━━━ PROVIDED ENTRIES ━━━

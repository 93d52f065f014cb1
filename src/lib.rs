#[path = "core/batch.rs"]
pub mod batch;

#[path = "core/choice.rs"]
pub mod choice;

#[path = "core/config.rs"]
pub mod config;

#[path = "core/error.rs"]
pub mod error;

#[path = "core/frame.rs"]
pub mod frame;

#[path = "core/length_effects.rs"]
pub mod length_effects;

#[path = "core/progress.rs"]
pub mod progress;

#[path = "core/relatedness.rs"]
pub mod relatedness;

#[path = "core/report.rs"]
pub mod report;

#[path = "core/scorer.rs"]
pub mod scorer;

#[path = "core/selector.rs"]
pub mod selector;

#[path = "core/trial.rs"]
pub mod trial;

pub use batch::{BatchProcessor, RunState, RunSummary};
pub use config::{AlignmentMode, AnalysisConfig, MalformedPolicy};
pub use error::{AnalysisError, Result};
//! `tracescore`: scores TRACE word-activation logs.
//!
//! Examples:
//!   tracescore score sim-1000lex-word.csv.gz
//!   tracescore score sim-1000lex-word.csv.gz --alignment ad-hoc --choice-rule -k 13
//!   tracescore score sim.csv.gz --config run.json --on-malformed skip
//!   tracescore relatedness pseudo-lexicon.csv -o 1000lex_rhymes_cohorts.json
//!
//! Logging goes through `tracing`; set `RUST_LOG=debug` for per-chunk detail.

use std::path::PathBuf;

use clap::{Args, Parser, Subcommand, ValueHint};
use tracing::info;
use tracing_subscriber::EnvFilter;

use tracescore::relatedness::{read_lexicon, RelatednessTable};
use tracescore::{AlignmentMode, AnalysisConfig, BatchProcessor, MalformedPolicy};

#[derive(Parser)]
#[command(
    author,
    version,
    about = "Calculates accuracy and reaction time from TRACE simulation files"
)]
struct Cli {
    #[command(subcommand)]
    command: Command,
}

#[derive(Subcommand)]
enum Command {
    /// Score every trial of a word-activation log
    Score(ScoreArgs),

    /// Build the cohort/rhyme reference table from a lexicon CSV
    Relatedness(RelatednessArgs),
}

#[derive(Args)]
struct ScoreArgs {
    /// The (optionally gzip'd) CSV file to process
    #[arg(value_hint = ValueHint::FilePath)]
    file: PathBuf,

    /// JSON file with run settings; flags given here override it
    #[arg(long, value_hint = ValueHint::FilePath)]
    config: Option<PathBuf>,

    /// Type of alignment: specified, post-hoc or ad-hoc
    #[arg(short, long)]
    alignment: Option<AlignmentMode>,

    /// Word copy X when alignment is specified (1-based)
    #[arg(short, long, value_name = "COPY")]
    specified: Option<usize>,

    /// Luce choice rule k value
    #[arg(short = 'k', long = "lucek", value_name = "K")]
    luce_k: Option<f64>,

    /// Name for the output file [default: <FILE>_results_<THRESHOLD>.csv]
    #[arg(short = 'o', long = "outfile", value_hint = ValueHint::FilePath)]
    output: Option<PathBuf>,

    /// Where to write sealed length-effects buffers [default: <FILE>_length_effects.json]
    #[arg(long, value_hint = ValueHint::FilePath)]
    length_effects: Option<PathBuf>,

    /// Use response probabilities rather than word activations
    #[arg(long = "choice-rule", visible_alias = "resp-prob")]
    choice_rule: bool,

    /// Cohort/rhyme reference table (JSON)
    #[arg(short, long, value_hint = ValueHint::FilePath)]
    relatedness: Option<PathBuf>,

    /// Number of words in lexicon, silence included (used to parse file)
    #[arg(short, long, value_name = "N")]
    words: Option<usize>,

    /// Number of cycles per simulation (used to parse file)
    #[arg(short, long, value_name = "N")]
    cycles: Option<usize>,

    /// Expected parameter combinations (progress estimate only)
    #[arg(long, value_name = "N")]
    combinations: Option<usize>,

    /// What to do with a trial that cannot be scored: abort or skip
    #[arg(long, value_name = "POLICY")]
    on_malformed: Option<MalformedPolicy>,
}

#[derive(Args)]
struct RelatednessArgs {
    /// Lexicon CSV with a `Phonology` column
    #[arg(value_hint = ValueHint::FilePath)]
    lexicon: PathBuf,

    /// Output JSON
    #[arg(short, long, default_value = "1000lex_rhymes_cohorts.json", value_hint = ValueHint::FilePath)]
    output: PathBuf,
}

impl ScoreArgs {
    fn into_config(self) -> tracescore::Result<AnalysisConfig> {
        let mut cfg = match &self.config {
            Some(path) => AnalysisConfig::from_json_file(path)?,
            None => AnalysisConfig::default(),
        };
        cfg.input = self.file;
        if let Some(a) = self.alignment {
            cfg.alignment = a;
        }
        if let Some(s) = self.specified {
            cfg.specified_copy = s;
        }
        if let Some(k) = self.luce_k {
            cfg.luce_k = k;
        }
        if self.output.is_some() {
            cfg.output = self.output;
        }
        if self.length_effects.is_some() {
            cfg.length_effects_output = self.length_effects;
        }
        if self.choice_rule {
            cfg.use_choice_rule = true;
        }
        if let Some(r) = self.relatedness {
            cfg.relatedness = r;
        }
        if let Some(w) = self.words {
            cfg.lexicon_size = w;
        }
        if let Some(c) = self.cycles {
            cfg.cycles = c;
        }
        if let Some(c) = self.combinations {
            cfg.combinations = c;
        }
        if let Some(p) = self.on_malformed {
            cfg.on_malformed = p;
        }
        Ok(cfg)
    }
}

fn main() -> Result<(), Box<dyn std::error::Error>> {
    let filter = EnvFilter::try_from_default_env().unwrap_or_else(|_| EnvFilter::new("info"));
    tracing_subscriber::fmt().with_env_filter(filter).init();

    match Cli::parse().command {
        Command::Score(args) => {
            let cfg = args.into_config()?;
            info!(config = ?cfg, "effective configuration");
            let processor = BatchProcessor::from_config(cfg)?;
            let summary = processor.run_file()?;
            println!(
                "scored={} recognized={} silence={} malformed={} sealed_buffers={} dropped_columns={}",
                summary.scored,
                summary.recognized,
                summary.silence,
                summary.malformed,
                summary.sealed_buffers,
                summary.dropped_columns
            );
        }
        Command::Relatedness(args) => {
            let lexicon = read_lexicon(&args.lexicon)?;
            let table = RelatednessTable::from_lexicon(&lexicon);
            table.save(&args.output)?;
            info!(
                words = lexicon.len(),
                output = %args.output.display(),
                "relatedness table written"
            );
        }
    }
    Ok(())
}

━━━

● **ASSIGNED TASK**: The records above should be printed in full, exactly as they appear.

● **OUTPUT OF THE TASK**:
repository 93d52f065f014cb1
filename src/lib.rs
#[path = "core/batch.rs"]
pub mod batch;

#[path = "core/choice.rs"]
pub mod choice;

#[path = "core/config.rs"]
pub mod config;

#[path = "core/error.rs"]
pub mod error;

#[path = "core/frame.rs"]
pub mod frame;

#[path = "core/length_effects.rs"]
pub mod length_effects;

#[path = "core/progress.rs"]
pub mod progress;

#[path = "core/relatedness.rs"]
pub mod relatedness;

#[path = "core/report.rs"]
pub mod report;

#[path = "core/scorer.rs"]
pub mod scorer;

#[path = "core/selector.rs"]
pub mod selector;

#[path = "core/trial.rs"]
pub mod trial;

pub use batch::{BatchProcessor, RunState, RunSummary};
pub use config::{AlignmentMode, AnalysisConfig, MalformedPolicy};
pub use error::{AnalysisError, Result};
//! `tracescore`: scores TRACE word-activation logs.
//!
//! Examples:
//!   tracescore score sim-1000lex-word.csv.gz
//!   tracescore score sim-1000lex-word.csv.gz --alignment ad-hoc --choice-rule -k 13
//!   tracescore score sim.csv.gz --config run.json --on-malformed skip
//!   tracescore relatedness pseudo-lexicon.csv -o 1000lex_rhymes_cohorts.json
//!
//! Logging goes through `tracing`; set `RUST_LOG=debug` for per-chunk detail.

use std::path::PathBuf;

use clap::{Args, Parser, Subcommand, ValueHint};
use tracing::info;
use tracing_subscriber::EnvFilter;

use tracescore::relatedness::{read_lexicon, RelatednessTable};
use tracescore::{AlignmentMode, AnalysisConfig, BatchProcessor, MalformedPolicy};

#[derive(Parser)]
#[command(
    author,
    version,
    about = "Calculates accuracy and reaction time from TRACE simulation files"
)]
struct Cli {
    #[command(subcommand)]
    command: Command,
}

#[derive(Subcommand)]
enum Command {
    /// Score every trial of a word-activation log
    Score(ScoreArgs),

    /// Build the cohort/rhyme reference table from a lexicon CSV
    Relatedness(RelatednessArgs),
}

#[derive(Args)]
struct ScoreArgs {
    /// The (optionally gzip'd) CSV file to process
    #[arg(value_hint = ValueHint::FilePath)]
    file: PathBuf,

    /// JSON file with run settings; flags given here override it
    #[arg(long, value_hint = ValueHint::FilePath)]
    config: Option<PathBuf>,

    /// Type of alignment: specified, post-hoc or ad-hoc
    #[arg(short, long)]
    alignment: Option<AlignmentMode>,

    /// Word copy X when alignment is specified (1-based)
    #[arg(short, long, value_name = "COPY")]
    specified: Option<usize>,

    /// Luce choice rule k value
    #[arg(short = 'k', long = "lucek", value_name = "K")]
    luce_k: Option<f64>,

    /// Name for the output file [default: <FILE>_results_<THRESHOLD>.csv]
    #[arg(short = 'o', long = "outfile", value_hint = ValueHint::FilePath)]
    output: Option<PathBuf>,

    /// Where to write sealed length-effects buffers [default: <FILE>_length_effects.json]
    #[arg(long, value_hint = ValueHint::FilePath)]
    length_effects: Option<PathBuf>,

    /// Use response probabilities rather than word activations
    #[arg(long = "choice-rule", visible_alias = "resp-prob")]
    choice_rule: bool,

    /// Cohort/rhyme reference table (JSON)
    #[arg(short, long, value_hint = ValueHint::FilePath)]
    relatedness: Option<PathBuf>,

    /// Number of words in lexicon, silence included (used to parse file)
    #[arg(short, long, value_name = "N")]
    words: Option<usize>,

    /// Number of cycles per simulation (used to parse file)
    #[arg(short, long, value_name = "N")]
    cycles: Option<usize>,

    /// Expected parameter combinations (progress estimate only)
    #[arg(long, value_name = "N")]
    combinations: Option<usize>,

    /// What to do with a trial that cannot be scored: abort or skip
    #[arg(long, value_name = "POLICY")]
    on_malformed: Option<MalformedPolicy>,
}

#[derive(Args)]
struct RelatednessArgs {
    /// Lexicon CSV with a `Phonology` column
    #[arg(value_hint = ValueHint::FilePath)]
    lexicon: PathBuf,

    /// Output JSON
    #[arg(short, long, default_value = "1000lex_rhymes_cohorts.json", value_hint = ValueHint::FilePath)]
    output: PathBuf,
}

impl ScoreArgs {
    fn into_config(self) -> tracescore::Result<AnalysisConfig> {
        let mut cfg = match &self.config {
            Some(path) => AnalysisConfig::from_json_file(path)?,
            None => AnalysisConfig::default(),
        };
        cfg.input = self.file;
        if let Some(a) = self.alignment {
            cfg.alignment = a;
        }
        if let Some(s) = self.specified {
            cfg.specified_copy = s;
        }
        if let Some(k) = self.luce_k {
            cfg.luce_k = k;
        }
        if self.output.is_some() {
            cfg.output = self.output;
        }
        if self.length_effects.is_some() {
            cfg.length_effects_output = self.length_effects;
        }
        if self.choice_rule {
            cfg.use_choice_rule = true;
        }
        if let Some(r) = self.relatedness {
            cfg.relatedness = r;
        }
        if let Some(w) = self.words {
            cfg.lexicon_size = w;
        }
        if let Some(c) = self.cycles {
            cfg.cycles = c;
        }
        if let Some(c) = self.combinations {
            cfg.combinations = c;
        }
        if let Some(p) = self.on_malformed {
            cfg.on_malformed = p;
        }
        Ok(cfg)
    }
}

fn main() -> Result<(), Box<dyn std::error::Error>> {
    let filter = EnvFilter::try_from_default_env().unwrap_or_else(|_| EnvFilter::new("info"));
    tracing_subscriber::fmt().with_env_filter(filter).init();

    match Cli::parse().command {
        Command::Score(args) => {
            let cfg = args.into_config()?;
            info!(config = ?cfg, "effective configuration");
            let processor = BatchProcessor::from_config(cfg)?;
            let summary = processor.run_file()?;
            println!(
                "scored={} recognized={} silence={} malformed={} sealed_buffers={} dropped_columns={}",
                summary.scored,
                summary.recognized,
                summary.silence,
                summary.malformed,
                summary.sealed_buffers,
                summary.dropped_columns
            );
        }
        Command::Relatedness(args) => {
            let lexicon = read_lexicon(&args.lexicon)?;
            let table = RelatednessTable::from_lexicon(&lexicon);
            table.save(&args.output)?;
            info!(
                words = lexicon.len(),
                output = %args.output.display(),
                "relatedness table written"
            );
        }
    }
    Ok(())
}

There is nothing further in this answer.